Pancreas Cancer Radiation Treatment Options
Pancreas cancer radiation treatments through WorldMed assist are high quality, affordable and convenient. You receive the benefit of our expertise and the compassion of our registered nurses as you receive care in the US or outside the US. We are affiliated with hospitals that are approved by JCAHO or the Joint Commission International (JCI) and associated with respected US medical institutions, including Johns Hopkins and Harvard Medical. Our case managers are registered nurses who consult with you to make certain all your concerns and questions are taken care of to your satisfaction.
Most importantly, we provide you with a personal touch from start until well after your return home.
How is radiation therapy applicable specifically to pancreatic cancer?
Pancreatic cancer originates in the exocrine cells, which compose the ducts that carry the pancreatic juices.
This is the case for most forms of pancreatic cancer.
The pancreas is located behind other organ systems such as the small intestine, the stomach, and bile ducts.
Therefore radiation therapy needs to be precise so that other tissues are not affected by the process.
Advanced radiation delivery systems help physicians in targeting tumor areas that may be difficult to reach in the pancreas.
Higher doses of radiation may be necessary in some cases, as well as more frequent visits to a clinic or hospital.
Treatment may last several weeks and can include a schedule of one treatment a day from Monday to Friday.
Adjustments can be made throughout the program as progress is made in shrinking and removing the tumor.
What are some of the side effects of radiation treatment?
The severity of the side effects of pancreatic cancer treatment will depend on the amount of radiation that is applied in each dose, as well as the part of the body that is involved.
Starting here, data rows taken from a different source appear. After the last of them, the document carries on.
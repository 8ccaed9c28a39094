//! Plant photo references.

use sqlx::PgPool;
use uuid::Uuid;

use crate::error::Result;
use crate::models::{PhotoKind, PlantPhoto};

const PHOTO_COLUMNS: &str = "id, user_id, plant_id, url, thumbnail_url, kind, created_at";

/// Store a photo reference.
pub async fn insert_photo(
    pool: &PgPool,
    user_id: Uuid,
    plant_id: Option<Uuid>,
    url: &str,
    thumbnail_url: Option<&str>,
    kind: PhotoKind,
) -> Result<PlantPhoto> {
    let photo = sqlx::query_as::<_, PlantPhoto>(&format!(
        r#"
        INSERT INTO plant_photos (user_id, plant_id, url, thumbnail_url, kind)
        VALUES ($1, $2, $3, $4, $5)
        RETURNING {PHOTO_COLUMNS}
        "#
    ))
    .bind(user_id)
    .bind(plant_id)
    .bind(url)
    .bind(thumbnail_url)
    .bind(kind)
    .fetch_one(pool)
    .await?;

    Ok(photo)
}

/// A user's photos, newest first.
pub async fn list_photos(pool: &PgPool, user_id: Uuid) -> Result<Vec<PlantPhoto>> {
    let photos = sqlx::query_as::<_, PlantPhoto>(&format!(
        "SELECT {PHOTO_COLUMNS} FROM plant_photos WHERE user_id = $1 ORDER BY created_at DESC"
    ))
    .bind(user_id)
    .fetch_all(pool)
    .await?;

    Ok(photos)
}

#[cfg(test)]
mod tests {
    use super::*;
    use crate::models::SubscriptionTier;
    use crate::user;

    #[sqlx::test]
    async fn test_photo_roundtrip(pool: PgPool) {
        let owner = user::test_user(SubscriptionTier::Free);
        user::create_user(&pool, &owner).await.unwrap();

        let photo = insert_photo(
            &pool,
            owner.id,
            None,
            "https://bucket/signed/full.jpg",
            Some("https://bucket/signed/thumb.jpg"),
            PhotoKind::Identification,
        )
        .await
        .unwrap();

        assert_eq!(photo.kind, PhotoKind::Identification);
        assert!(photo.plant_id.is_none());

        let photos = list_photos(&pool, owner.id).await.unwrap();
        assert_eq!(photos.len(), 1);
    }
}
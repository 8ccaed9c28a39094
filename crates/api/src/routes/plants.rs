//! `POST /api/v1/plants`

use axum::extract::{OriginalUri, State};
use axum::Json;
use orchestrator::NewPlantRequest;

use crate::auth::AuthUser;
use crate::envelope::success;
use crate::error::{ApiError, ApiResult};
use crate::state::AppState;

pub async fn create_plant(
    State(state): State<AppState>,
    user: AuthUser,
    OriginalUri(uri): OriginalUri,
    Json(body): Json<NewPlantRequest>,
) -> ApiResult<Json<serde_json::Value>> {
    let path = uri.path().to_string();

    let plant = state
        .plants
        .create(user.user_id, &body)
        .await
        .map_err(|e| ApiError::from(e).at(&path))?;

    Ok(success(&plant))
}
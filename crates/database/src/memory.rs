//! Semantic memory operations.
//!
//! Memories are 1536-dim embeddings searched by cosine distance through
//! the ivfflat index. Relevance decays lazily at read time; nothing
//! rewrites stored scores.

use pgvector::Vector;
use sqlx::PgPool;
use uuid::Uuid;

use crate::error::Result;
use crate::models::{MemoryContentType, ScoredMemory, SemanticMemory};

/// Daily multiplicative decay applied to relevance at read time.
const RELEVANCE_DECAY_PER_DAY: f64 = 0.99;

/// Insert a memory with full relevance.
pub async fn insert_memory(
    pool: &PgPool,
    user_id: Uuid,
    session_id: Option<Uuid>,
    content: &str,
    content_type: MemoryContentType,
    embedding: Vector,
) -> Result<SemanticMemory> {
    let memory = sqlx::query_as::<_, SemanticMemory>(
        r#"
        INSERT INTO semantic_memories (user_id, session_id, content, content_type, embedding)
        VALUES ($1, $2, $3, $4, $5)
        RETURNING id, user_id, session_id, content, content_type, embedding,
                  relevance_score, created_at
        "#,
    )
    .bind(user_id)
    .bind(session_id)
    .bind(content)
    .bind(content_type)
    .bind(embedding)
    .fetch_one(pool)
    .await?;

    Ok(memory)
}

/// Cosine similarity search over a user's memories.
///
/// Returns up to `limit` rows with `1 - cosine_distance >= min_similarity`,
/// ordered by similarity descending. The returned `relevance_score` is the
/// stored score decayed by age.
pub async fn search_memories(
    pool: &PgPool,
    user_id: Uuid,
    query_embedding: Vector,
    min_similarity: f64,
    limit: i64,
) -> Result<Vec<ScoredMemory>> {
    let memories = sqlx::query_as::<_, ScoredMemory>(
        r#"
        SELECT id, content, content_type,
               1 - (embedding <=> $2) AS similarity,
               relevance_score * power($5, extract(epoch FROM (now() - created_at)) / 86400.0)
                   AS relevance_score,
               created_at
        FROM semantic_memories
        WHERE user_id = $1 AND 1 - (embedding <=> $2) >= $3
        ORDER BY embedding <=> $2
        LIMIT $4
        "#,
    )
    .bind(user_id)
    .bind(query_embedding)
    .bind(min_similarity)
    .bind(limit)
    .bind(RELEVANCE_DECAY_PER_DAY)
    .fetch_all(pool)
    .await?;

    Ok(memories)
}

/// Count a user's memories (used by retention checks and tests).
pub async fn count_memories(pool: &PgPool, user_id: Uuid) -> Result<i64> {
    let (count,): (i64,) =
        sqlx::query_as("SELECT count(*) FROM semantic_memories WHERE user_id = $1")
            .bind(user_id)
            .fetch_one(pool)
            .await?;

    Ok(count)
}

#[cfg(test)]
mod tests {
    use super::*;
    use crate::models::SubscriptionTier;
    use crate::user;

    fn unit_vector(hot_index: usize) -> Vector {
        let mut v = vec![0.0f32; 1536];
        v[hot_index] = 1.0;
        Vector::from(v)
    }

    #[sqlx::test]
    async fn test_similarity_search_filters_and_orders(pool: PgPool) {
        let owner = user::test_user(SubscriptionTier::Free);
        user::create_user(&pool, &owner).await.unwrap();

        // One aligned memory, one orthogonal.
        insert_memory(
            &pool,
            owner.id,
            None,
            "fungus gnats cleared after bottom watering",
            MemoryContentType::Outcome,
            unit_vector(0),
        )
        .await
        .unwrap();
        insert_memory(
            &pool,
            owner.id,
            None,
            "prefers morning light",
            MemoryContentType::Advice,
            unit_vector(1),
        )
        .await
        .unwrap();

        let hits = search_memories(&pool, owner.id, unit_vector(0), 0.7, 5)
            .await
            .unwrap();
        assert_eq!(hits.len(), 1);
        assert!(hits[0].similarity > 0.99);
        assert_eq!(hits[0].content_type, MemoryContentType::Outcome);
        // Fresh memory: decay has not meaningfully reduced relevance.
        assert!(hits[0].relevance_score > 0.99);
    }

    #[sqlx::test]
    async fn test_search_scoped_to_user(pool: PgPool) {
        let owner = user::test_user(SubscriptionTier::Free);
        let other = user::test_user(SubscriptionTier::Free);
        user::create_user(&pool, &owner).await.unwrap();
        user::create_user(&pool, &other).await.unwrap();

        insert_memory(
            &pool,
            other.id,
            None,
            "someone else's plant",
            MemoryContentType::Conversation,
            unit_vector(0),
        )
        .await
        .unwrap();

        let hits = search_memories(&pool, owner.id, unit_vector(0), 0.5, 5)
            .await
            .unwrap();
        assert!(hits.is_empty());
    }

    #[sqlx::test]
    async fn test_cascade_on_user_delete(pool: PgPool) {
        let owner = user::test_user(SubscriptionTier::Free);
        user::create_user(&pool, &owner).await.unwrap();
        insert_memory(
            &pool,
            owner.id,
            None,
            "anything",
            MemoryContentType::Diagnosis,
            unit_vector(2),
        )
        .await
        .unwrap();

        user::delete_user(&pool, owner.id).await.unwrap();
        assert_eq!(count_memories(&pool, owner.id).await.unwrap(), 0);
    }
}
Less severe or minor cases are usually accompanied with discomfort and fatigue.
Patients may feel tired during or after therapy, so adequate rest and light exercise is recommended.
Since radiation therapy for the pancreas targets the chest and abdomen area, side effects may include nausea, urinary discomfort, diarrhea, vomiting.
The pancreas plays a role in the production of cells, so patients may register a decrease in the number of active white blood cells.
Side effects typically reside once the treatment is over, though they may persist for a while after treatment.
Consultation with a doctor will help a patient determine whether any medications or suggestions can help alleviate symptoms.
Are there any developments in the field of pancreatic radiation therapy?
As described above, treatment in pancreatic cancer demands a high degree of skill and accuracy when positioning the radiation beams in relation to the tumor.
A new development in treatment methods is the Cyberknife system, which utilizes a robotic arm to manipulate the radiation in a manner which is non-invasive and requires no cutting.
The Cyberknife technology also provides physicians with thoroughly mapped frames of reference using images of the patient’s skeletal structure.
This provides the patient with more treatment options, since the increased accuracy can address tumors that cannot be operated on using standard procedures.
Also, the Cyberknife procedure allows beams to be aimed at any location in the body and from any direction.